We’re left to wonder whether this album would have had a “March 14,” along with its other references to being a “dada,” if not for Pusha’s already infamous accusation, “You are hiding a child.” (Can we pause to note how strange that swiftly and widely adopted wording was? It made me picture a network of covert blackmailers and safe houses, rather than a celebrity keeping some complicated life events to himself.) My guess is that Drake might have gone there anyway, but less directly, since layering concealer over tell-alls is the essence of his lyrical style.

There’s a dialectic in hip-hop between those who play perp (Pusha, Jay-Z) and those who play victim (Drake, Kanye). Kanye changed rap by spreading his whole personal mess out on the table, musically and verbally, shielded only by the defensive force of his ego. Drake’s twist, an inherently commercial (and Canadian) one, was to intensify that sense of intimacy while actually withholding more of himself, the better for listeners to project their own desires and insecurities onto him. This is why Kanye is the most artistically vital rapper (and rap producer) of the century, but Drake has emerged as more commercially successful—as he raps, hyperbolically but not unjustly, on Scorpion’s “Sandra Rose,” “Every title doing numbers like I’m Miss Adele.” (That’s another of the album’s best songs, incidentally: one of Drake’s many tributes to his mother, but this time with vintage beats by hip-hop giant DJ Premier.)

So it’s rich that the more naked confessionalism of Scorpion also has been prompted by Kanye West.
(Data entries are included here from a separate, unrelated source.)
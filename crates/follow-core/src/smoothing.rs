//! Exponential approach used for camera motion and shake decay.
//!
//! Each tick closes a fraction of the remaining gap. At a time scale of 1
//! that fraction is the per-tick `rate`; how other time scales are handled
//! depends on the `SmoothingMode`.

use followcam_scene::SmoothingMode;
use glam::Vec3;

/// Fraction of the remaining gap closed in one tick, in `[0, 1]`.
pub fn step_factor(rate: f32, time_scale: f32, mode: SmoothingMode) -> f32 {
    let rate = rate.clamp(0.0, 1.0);
    let time_scale = time_scale.max(0.0);
    match mode {
        // Clamped so very long frames land on the target instead of overshooting.
        SmoothingMode::Legacy => (rate * time_scale).clamp(0.0, 1.0),
        SmoothingMode::Exact => 1.0 - (1.0 - rate).powf(time_scale),
    }
}

/// Per-tick approach rate for a smoothness exponent: `0.1 * 2^-smoothness`.
pub fn approach_rate(smoothness: f32) -> f32 {
    0.1 * 2.0_f32.powf(-smoothness.max(0.0))
}

/// Drives a position toward a desired position.
#[derive(Debug, Clone, Copy, PartialEq)]
pub struct SmoothingModel {
    pub smoothness: f32,
    pub mode: SmoothingMode,
}

impl SmoothingModel {
    pub fn new(smoothness: f32, mode: SmoothingMode) -> Self {
        Self { smoothness, mode }
    }

    /// Per-tick velocity toward `desired`.
    pub fn velocity(&self, current: Vec3, desired: Vec3) -> Vec3 {
        (desired - current) * approach_rate(self.smoothness)
    }

    /// Displacement to apply this tick.
    pub fn step(&self, current: Vec3, desired: Vec3, time_scale: f32) -> Vec3 {
        (desired - current) * step_factor(approach_rate(self.smoothness), time_scale, self.mode)
    }
}

#[cfg(test)]
mod tests {
    use super::*;
    use proptest::prelude::*;

    #[test]
    fn test_rate_halves_per_unit_smoothness() {
        assert!((approach_rate(0.0) - 0.1).abs() < 1e-7);
        assert!((approach_rate(1.0) - 0.05).abs() < 1e-7);
        assert!((approach_rate(2.0) - 0.025).abs() < 1e-7);
    }

    #[test]
    fn test_single_tick_matches_velocity() {
        let model = SmoothingModel::new(1.0, SmoothingMode::Legacy);
        let desired = Vec3::new(100.0, 0.0, -500.0);
        let step = model.step(Vec3::ZERO, desired, 1.0);
        assert!((step - model.velocity(Vec3::ZERO, desired)).length() < 1e-4);
        assert!((step - Vec3::new(5.0, 0.0, -25.0)).length() < 1e-4);
    }

    #[test]
    fn test_modes_agree_at_unit_time_scale() {
        for rate in [0.0, 0.05, 0.2, 1.0] {
            let legacy = step_factor(rate, 1.0, SmoothingMode::Legacy);
            let exact = step_factor(rate, 1.0, SmoothingMode::Exact);
            assert!((legacy - exact).abs() < 1e-6);
        }
    }

    #[test]
    fn test_exact_mode_is_frame_rate_independent() {
        // Two half ticks must cover the same ground as one full tick.
        let rate = 0.2;
        let half = step_factor(rate, 0.5, SmoothingMode::Exact);
        let full = step_factor(rate, 1.0, SmoothingMode::Exact);
        let remaining_after_halves = (1.0 - half) * (1.0 - half);
        assert!((remaining_after_halves - (1.0 - full)).abs() < 1e-6);
    }

    #[test]
    fn test_legacy_step_is_clamped() {
        assert_eq!(step_factor(0.2, 10.0, SmoothingMode::Legacy), 1.0);
        assert_eq!(step_factor(0.2, -1.0, SmoothingMode::Legacy), 0.0);
    }

    fn mode_strategy() -> impl Strategy<Value = SmoothingMode> {
        prop_oneof![Just(SmoothingMode::Legacy), Just(SmoothingMode::Exact)]
    }

    proptest! {
        #[test]
        fn converges_to_stationary_target(
            smoothness in 0.0f32..4.0,
            time_scale in 0.25f32..2.0,
            tx in -1000.0f32..1000.0,
            ty in -1000.0f32..1000.0,
            mode in mode_strategy(),
        ) {
            let model = SmoothingModel::new(smoothness, mode);
            let factor = step_factor(approach_rate(smoothness), time_scale, mode);
            let target = Vec3::new(tx, ty, -500.0);
            let initial = target.length();
            let mut pos = Vec3::ZERO;
            let mut dist = initial;

            let ticks = 50;
            for _ in 0..ticks {
                pos += model.step(pos, target, time_scale);
                let next = pos.distance(target);
                // Far from the target every tick must make real progress.
                if dist > 1.0 {
                    prop_assert!(next < dist, "{next} !< {dist}");
                } else {
                    prop_assert!(next <= dist + 1e-3);
                }
                dist = next;
            }

            // Geometric decay: the gap shrinks by (1 - factor) per tick.
            let bound = initial * (1.0 - factor).powi(ticks);
            prop_assert!(dist <= bound * 1.001 + 1e-2, "{dist} > {bound}");
        }
    }
}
The past few months of uncensored (and unwise) statements from Kanye, plus the Wyoming-retreat production of his series of seven-song albums by G.O.O.D Music artists including Pusha (and some guest work by Drake, it turns out), have raised the stakes in what mainstream rap artists must do to make an impact.* Just as Kanye’s Ye used frankness about his shaky mental health to try to expiate his recent offensive public statements, Drake on “March 14” is using the public confessional to cleanse himself of the damage to his reputation left by Pusha’s attacks—while also flooding the zone with music, as Kanye was doing with his week-after-week releases as a producer, to distract from the focus on him as an individual.
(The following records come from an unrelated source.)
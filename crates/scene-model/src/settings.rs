//! Tunables for the follow camera.

use serde::{Deserialize, Serialize};

use crate::error::SceneError;

/// How per-tick exponential approaches are scaled by the time scale.
#[derive(Debug, Clone, Copy, PartialEq, Eq, Default, Serialize, Deserialize)]
#[serde(rename_all = "snake_case")]
pub enum SmoothingMode {
    /// `step = rate * time_scale`. Matches the classic per-frame feel but
    /// is only a first-order approximation when frame times vary.
    #[default]
    Legacy,
    /// `step = 1 - (1 - rate)^time_scale`. Frame-rate independent, and
    /// identical to `Legacy` at a time scale of 1.
    Exact,
}

/// Settings for one follow camera controller.
#[derive(Debug, Clone, PartialEq, Serialize, Deserialize)]
#[serde(default)]
pub struct FollowSettings {
    /// Exponent controlling how sluggishly the camera chases its target.
    /// Each unit halves the per-tick approach rate.
    pub smoothness: f32,

    /// How much extra pull-back per unit of target spread beyond the
    /// zoom threshold.
    pub zoom_out_scale: f32,

    /// Hard cap on the extra pull-back distance.
    pub max_zoom_out_dist: f32,

    /// Target spread below which the camera does not zoom out at all.
    pub zoom_threshold: f32,

    /// Distance at which a shake hit is attenuated to half strength.
    pub shake_falloff_distance: f32,

    /// Fraction of shake intensity lost per reference tick.
    pub shake_decay_rate: f32,

    /// Positional shake amplitude at intensity 1.
    pub shake_offset_amplitude: f32,

    /// Rotational shake amplitude at intensity 1, in degrees.
    pub shake_angle_amplitude_deg: f32,

    pub smoothing_mode: SmoothingMode,
}

impl FollowSettings {
    pub const DEFAULT_ZOOM_THRESHOLD: f32 = 200.0;
    pub const DEFAULT_SHAKE_FALLOFF: f32 = 350.0;
    pub const DEFAULT_SHAKE_DECAY: f32 = 0.2;
    pub const DEFAULT_SHAKE_OFFSET: f32 = 100.0;
    pub const DEFAULT_SHAKE_ANGLE_DEG: f32 = 5.0;

    /// Reject negative or non-finite values.
    pub fn validate(&self) -> Result<(), SceneError> {
        let fields = [
            ("smoothness", self.smoothness),
            ("zoom_out_scale", self.zoom_out_scale),
            ("max_zoom_out_dist", self.max_zoom_out_dist),
            ("zoom_threshold", self.zoom_threshold),
            ("shake_falloff_distance", self.shake_falloff_distance),
            ("shake_decay_rate", self.shake_decay_rate),
            ("shake_offset_amplitude", self.shake_offset_amplitude),
            ("shake_angle_amplitude_deg", self.shake_angle_amplitude_deg),
        ];
        for (name, value) in fields {
            if !value.is_finite() || value < 0.0 {
                return Err(SceneError::validation(format!(
                    "{name} must be a finite non-negative number, got {value}"
                )));
            }
        }
        if self.shake_falloff_distance == 0.0 {
            return Err(SceneError::validation(
                "shake_falloff_distance must be greater than zero",
            ));
        }
        if self.shake_decay_rate > 1.0 {
            return Err(SceneError::validation(format!(
                "shake_decay_rate must be at most 1.0, got {}",
                self.shake_decay_rate
            )));
        }
        Ok(())
    }
}

impl Default for FollowSettings {
    fn default() -> Self {
        Self {
            smoothness: 1.0,
            zoom_out_scale: 1.0,
            max_zoom_out_dist: 500.0,
            zoom_threshold: Self::DEFAULT_ZOOM_THRESHOLD,
            shake_falloff_distance: Self::DEFAULT_SHAKE_FALLOFF,
            shake_decay_rate: Self::DEFAULT_SHAKE_DECAY,
            shake_offset_amplitude: Self::DEFAULT_SHAKE_OFFSET,
            shake_angle_amplitude_deg: Self::DEFAULT_SHAKE_ANGLE_DEG,
            smoothing_mode: SmoothingMode::Legacy,
        }
    }
}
Last week, in a New York Times interview by Jon Caramanica, Kanye also gave Drake an assist by speaking openly about routinely using co-writers to help put his songs together—helping to expunge the lingering taboo around Meek Mill’s and Pusha’s accusations that Drake uses ghostwriters. Since this has been an open secret about big rap stars forever and a much smaller transgression than Kanye’s misbegotten statements about slavery as “a choice,” it was a brilliant feint for Kanye to make, but it also seemed like a conscious gesture to shut down that noise on Drake’s behalf just before he was about to take over the discourse. Which is of course the trick about current rap beef: that unlike the bad old years, it’s usually just a potluck where at the end of the day everyone will end up around the same table.

This is the thing about rap capitalism now, which probably no record has exposed and celebrated as much as Jay-Z and Beyoncé’s just-released Everything Is Love: If it’s working, it’s working for everybody, or rather everybody within the blessed circle. Of course there are skirmishes, wounds, some of them even with social resonance. But on another level, everyone in the conversation already has won. Just as in the polity at large, one is left wondering, is there a version of this that isn’t a game? For all the pleasures of Scorpion—named, cozily, because Drake and his son share an astrological sign, and less cozily because they each still could inflict a deep sting—that’s a question that remains outside its boundaries, and one that all the summer bumping to follow will have to leave unanswered. One that still leaves us looking for that man, woman, or otherwise, who has much more to say than nothin’, or could refuse to say it in the wisest way.

*Correction, July 6, 2018: This article originally misidentified the recent string of albums produced by Kanye West as being recorded in Wisconsin. They were recorded in Wyoming.